Durante el velatorio Víctor observa como los carrillos de su padre se agrandan cada vez más, ve en su cara el campo devastador de su última pelea, la borrachera final, su parricidio. La cara de Mario Carpena muestra un aspecto irónico, como si se burlara de la vida. La madre le pone al hijo la corbata negra del padre, la de casar. Con sus tan sólo doce años, Víctor parece un novio triste.

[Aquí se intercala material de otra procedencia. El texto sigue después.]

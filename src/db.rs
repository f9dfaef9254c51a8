use crate::config::AppConfig;
use crate::errors::ServiceError;
use sea_orm::sea_query::{Expr, Func, IntoColumnRef, SimpleExpr};
use sea_orm::{ConnectOptions, Database, DatabaseConnection};
use sea_orm_migration::MigratorTrait;
use std::time::Duration;
use tracing::{debug, error, info};

pub type DbPool = DatabaseConnection;

/// Pool tuning knobs, normally sourced from [`AppConfig`]
#[derive(Debug, Clone)]
pub struct DbConfig {
    pub url: String,
    pub max_connections: u32,
    pub min_connections: u32,
    pub connect_timeout: Duration,
    pub idle_timeout: Duration,
    pub acquire_timeout: Duration,
}

impl Default for DbConfig {
    fn default() -> Self {
        Self {
            url: String::new(),
            max_connections: 10,
            min_connections: 1,
            connect_timeout: Duration::from_secs(30),
            idle_timeout: Duration::from_secs(600),
            acquire_timeout: Duration::from_secs(8),
        }
    }
}

/// Opens a pool against `database_url` with default tuning
pub async fn establish_connection(database_url: &str) -> Result<DbPool, ServiceError> {
    let config = DbConfig {
        url: database_url.to_string(),
        ..Default::default()
    };

    establish_connection_with_config(&config).await
}

pub async fn establish_connection_with_config(config: &DbConfig) -> Result<DbPool, ServiceError> {
    debug!("Configuring database connection with: {:?}", config);

    let mut opt = ConnectOptions::new(config.url.clone());

    opt.max_connections(config.max_connections)
        .min_connections(config.min_connections)
        .connect_timeout(config.connect_timeout)
        .acquire_timeout(config.acquire_timeout)
        .idle_timeout(config.idle_timeout)
        .sqlx_logging(true);

    info!(
        "Connecting to database with max_connections={}",
        config.max_connections
    );

    let db_pool = Database::connect(opt)
        .await
        .map_err(ServiceError::DatabaseError)?;

    info!("Database connection pool established successfully");

    Ok(db_pool)
}

impl From<&AppConfig> for DbConfig {
    fn from(cfg: &AppConfig) -> Self {
        Self {
            url: cfg.database_url.clone(),
            max_connections: cfg.db_max_connections,
            min_connections: cfg.db_min_connections,
            connect_timeout: Duration::from_secs(cfg.db_connect_timeout_secs),
            idle_timeout: Duration::from_secs(cfg.db_idle_timeout_secs),
            acquire_timeout: Duration::from_secs(cfg.db_acquire_timeout_secs),
        }
    }
}

/// Opens the pool with the tuning carried by [`AppConfig`]
pub async fn establish_connection_from_app_config(cfg: &AppConfig) -> Result<DbPool, ServiceError> {
    let db_cfg: DbConfig = cfg.into();
    establish_connection_with_config(&db_cfg).await
}

/// Applies every pending embedded migration
pub async fn run_migrations(pool: &DbPool) -> Result<(), ServiceError> {
    info!("Running database migrations");
    let start = std::time::Instant::now();

    let result = crate::migrator::Migrator::up(pool, None)
        .await
        .map_err(ServiceError::DatabaseError);

    let elapsed = start.elapsed();
    match &result {
        Ok(_) => info!(
            "Database migrations completed successfully in {:?}",
            elapsed
        ),
        Err(e) => error!("Database migrations failed after {:?}: {}", elapsed, e),
    }

    result
}

/// Pings the database, backing the health endpoint
pub async fn check_connection(pool: &DbPool) -> Result<(), ServiceError> {
    debug!("Checking database connection");
    let start = std::time::Instant::now();

    let result = pool.ping().await.map_err(ServiceError::DatabaseError);

    let elapsed = start.elapsed();
    match &result {
        Ok(_) => debug!("Database connection check successful in {:?}", elapsed),
        Err(e) => error!(
            "Database connection check failed after {:?}: {}",
            elapsed, e
        ),
    }

    result
}

/// Drains and closes the pool during shutdown
pub async fn close_pool(pool: DbPool) -> Result<(), ServiceError> {
    info!("Closing database connection pool");

    pool.close().await.map_err(ServiceError::DatabaseError)
}

/// Builds a `LOWER(col) LIKE pattern` expression for case-insensitive search.
/// The caller supplies the pattern, typically `%term%` with `term` lowercased.
pub fn lower_like<C: IntoColumnRef>(col: C, pattern: &str) -> SimpleExpr {
    Expr::expr(Func::lower(Expr::col(col))).like(pattern)
}

#[cfg(all(test, feature = "mock-tests"))]
mod tests {
    use super::*;
    use std::env;

    async fn setup_test_pool() -> Result<DbPool, ServiceError> {
        let database_url = env::var("DATABASE_URL").expect("DATABASE_URL must be set for tests");

        establish_connection(&database_url).await
    }

    #[tokio::test]
    async fn test_establish_connection() {
        let pool = setup_test_pool()
            .await
            .expect("Failed to establish connection");
        assert!(check_connection(&pool).await.is_ok());
    }

    #[tokio::test]
    async fn test_run_migrations() {
        let pool = setup_test_pool()
            .await
            .expect("Failed to establish connection");
        assert!(run_migrations(&pool).await.is_ok());
    }
}
use crate::{
    auth::{self, AuthService, TokenPair},
    db::DbPool,
    entities::user::{self, Entity as User, Model as UserModel},
    errors::ServiceError,
    events::{Event, EventSender},
};
use chrono::Utc;
use sea_orm::{ActiveModelTrait, ColumnTrait, Condition, EntityTrait, QueryFilter, Set};
use serde::{Deserialize, Serialize};
use std::sync::Arc;
use tracing::{info, instrument, warn};
use validator::Validate;

#[derive(Debug, Deserialize, Validate)]
pub struct RegisterInput {
    #[validate(length(min = 3, max = 150, message = "Username must be 3-150 characters"))]
    pub username: String,
    #[validate(email(message = "A valid email address is required"))]
    pub email: String,
    #[validate(length(min = 8, message = "Password must be at least 8 characters"))]
    pub password: String,
    pub first_name: Option<String>,
    pub last_name: Option<String>,
    pub address: Option<String>,
    pub phone: Option<String>,
}

#[derive(Debug, Deserialize, Validate)]
pub struct LoginInput {
    #[validate(length(min = 1, message = "Username is required"))]
    pub username: String,
    #[validate(length(min = 1, message = "Password is required"))]
    pub password: String,
}

/// Result of a successful registration or login: the account plus a fresh
/// token pair.
#[derive(Debug, Serialize)]
pub struct AuthenticatedAccount {
    pub user: UserModel,
    pub tokens: TokenPair,
}

/// Account management: registration, credential login, profile lookup.
#[derive(Clone)]
pub struct UserService {
    db_pool: Arc<DbPool>,
    event_sender: Arc<EventSender>,
    auth: AuthService,
}

impl UserService {
    pub fn new(db_pool: Arc<DbPool>, event_sender: Arc<EventSender>, auth: AuthService) -> Self {
        Self {
            db_pool,
            event_sender,
            auth,
        }
    }

    /// Registers a new account and issues its first token pair.
    #[instrument(skip(self, input), fields(username = %input.username))]
    pub async fn register(
        &self,
        input: RegisterInput,
    ) -> Result<AuthenticatedAccount, ServiceError> {
        input.validate()?;

        let db = &*self.db_pool;

        let existing = User::find()
            .filter(
                Condition::any()
                    .add(user::Column::Username.eq(&input.username))
                    .add(user::Column::Email.eq(&input.email)),
            )
            .one(db)
            .await?;
        if let Some(existing) = existing {
            let field = if existing.username == input.username {
                "username"
            } else {
                "email"
            };
            return Err(ServiceError::Conflict(format!(
                "An account with this {} already exists",
                field
            )));
        }

        let password_hash = auth::hash_password(&input.password)?;

        let account = user::ActiveModel {
            username: Set(input.username),
            email: Set(input.email),
            password_hash: Set(password_hash),
            first_name: Set(input.first_name),
            last_name: Set(input.last_name),
            address: Set(input.address),
            phone: Set(input.phone),
            is_active: Set(true),
            is_staff: Set(false),
            is_superuser: Set(false),
            date_joined: Set(Utc::now()),
            last_login: Set(None),
            ..Default::default()
        };
        let account = account.insert(db).await?;

        let tokens = self.auth.generate_token_pair(&account)?;

        self.event_sender
            .send_or_log(Event::UserRegistered(account.id))
            .await;

        info!(user_id = account.id, "Registered user");
        Ok(AuthenticatedAccount {
            user: account,
            tokens,
        })
    }

    /// Verifies credentials and issues a token pair. The last-login timestamp
    /// is refreshed on success.
    #[instrument(skip(self, input), fields(username = %input.username))]
    pub async fn login(&self, input: LoginInput) -> Result<AuthenticatedAccount, ServiceError> {
        input.validate()?;

        let db = &*self.db_pool;
        let account = User::find()
            .filter(user::Column::Username.eq(&input.username))
            .one(db)
            .await?
            .ok_or_else(|| ServiceError::AuthError("Invalid credentials".to_string()))?;

        if !auth::verify_password(&input.password, &account.password_hash)? {
            warn!(user_id = account.id, "Login rejected: bad password");
            return Err(ServiceError::AuthError("Invalid credentials".to_string()));
        }

        if !account.is_active {
            return Err(ServiceError::AuthError(
                "Account is not active".to_string(),
            ));
        }

        let mut active: user::ActiveModel = account.into();
        active.last_login = Set(Some(Utc::now()));
        let account = active.update(db).await?;

        let tokens = self.auth.generate_token_pair(&account)?;

        self.event_sender
            .send_or_log(Event::UserLoggedIn(account.id))
            .await;

        info!(user_id = account.id, "User logged in");
        Ok(AuthenticatedAccount {
            user: account,
            tokens,
        })
    }

    /// Exchanges a valid refresh token for a fresh token pair.
    #[instrument(skip(self, refresh_token))]
    pub async fn refresh(&self, refresh_token: &str) -> Result<AuthenticatedAccount, ServiceError> {
        let claims = self.auth.validate_refresh_token(refresh_token)?;
        let user_id = claims
            .sub
            .parse::<i64>()
            .map_err(|_| ServiceError::JwtError("Invalid token subject".to_string()))?;

        let account = User::find_by_id(user_id)
            .one(&*self.db_pool)
            .await?
            .ok_or_else(|| ServiceError::AuthError("Invalid refresh token".to_string()))?;

        if !account.is_active {
            return Err(ServiceError::AuthError(
                "Account is not active".to_string(),
            ));
        }

        let tokens = self.auth.generate_token_pair(&account)?;

        info!(user_id = account.id, "Refreshed token pair");
        Ok(AuthenticatedAccount {
            user: account,
            tokens,
        })
    }

    /// Fetches a single account.
    pub async fn get_user(&self, user_id: i64) -> Result<UserModel, ServiceError> {
        User::find_by_id(user_id)
            .one(&*self.db_pool)
            .await?
            .ok_or_else(|| ServiceError::NotFound(format!("User {} not found", user_id)))
    }
}

#[cfg(test)]
mod tests {
    use super::*;

    #[test]
    fn register_input_rejects_short_password() {
        let input = RegisterInput {
            username: "alice".into(),
            email: "alice@example.com".into(),
            password: "short".into(),
            first_name: None,
            last_name: None,
            address: None,
            phone: None,
        };
        assert!(input.validate().is_err());
    }

    #[test]
    fn register_input_rejects_bad_email() {
        let input = RegisterInput {
            username: "alice".into(),
            email: "not-an-email".into(),
            password: "long-enough-password".into(),
            first_name: None,
            last_name: None,
            address: None,
            phone: None,
        };
        assert!(input.validate().is_err());
    }

    #[test]
    fn login_input_requires_both_fields() {
        let input = LoginInput {
            username: "".into(),
            password: "secret".into(),
        };
        assert!(input.validate().is_err());
    }
}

Luego vino, el entierro, el funeral, el pésame. Unos le estrechan la mano a Víctor; otros le dan un abrazo, los más instruidos susurran latines, y otros sin proferir palabra pasan por delante bajando la cabeza en señal de duelo. Víctor, apenas recuerda sus abstractas fisonomías: obreros de la madera oliendo a viruta recién cepillada, albañiles toscos y duros con su piel agrietada por el frío, banqueros siempre endomingados, comerciantes blandos con cara de alcancías, viejos del campo con su chamuscada gorra cogida entre las manos, el torso inclinado pronto a quebrarse, mujeres de ojos saltones y anchas caderas, jóvenes incapaces de mostrar condolencia alguna. Durante el tiempo que duró el cortejo, Víctor disimula su culpa. Mantiene clavada su mirada en el ajedrez de las losetas negras y blancas del piso de la Basílica de la iglesia mientras los deudos le acompañan en el sentimiento.

Ahora, después de bastantes años de la muerte de Mario Carpena, su hijo Víctor Carpena, delante de la tumba de su padre se restriega los ojos para espantar las sombras de aquel funesto recuerdo.

El sepulturero ayudado de una seca rama de dátiles barre la broza caída de los cipreses. Pascualico ve a Víctor salir del cementerio. Y le dice:
Estos cipreses hace ya más de treinta años que los plantó don Joaquín el del Portillo, alcalde que fue de Azulada al terminar la guerra. Más o menos por aquellas fechas murió tu padre. ¡Mira, qué altos y qué hermosos están! Yo nunca los vi llorar.
Puede, Pascual, -contesta Víctor-, pero la vida de un árbol no vale más que la de mi padre.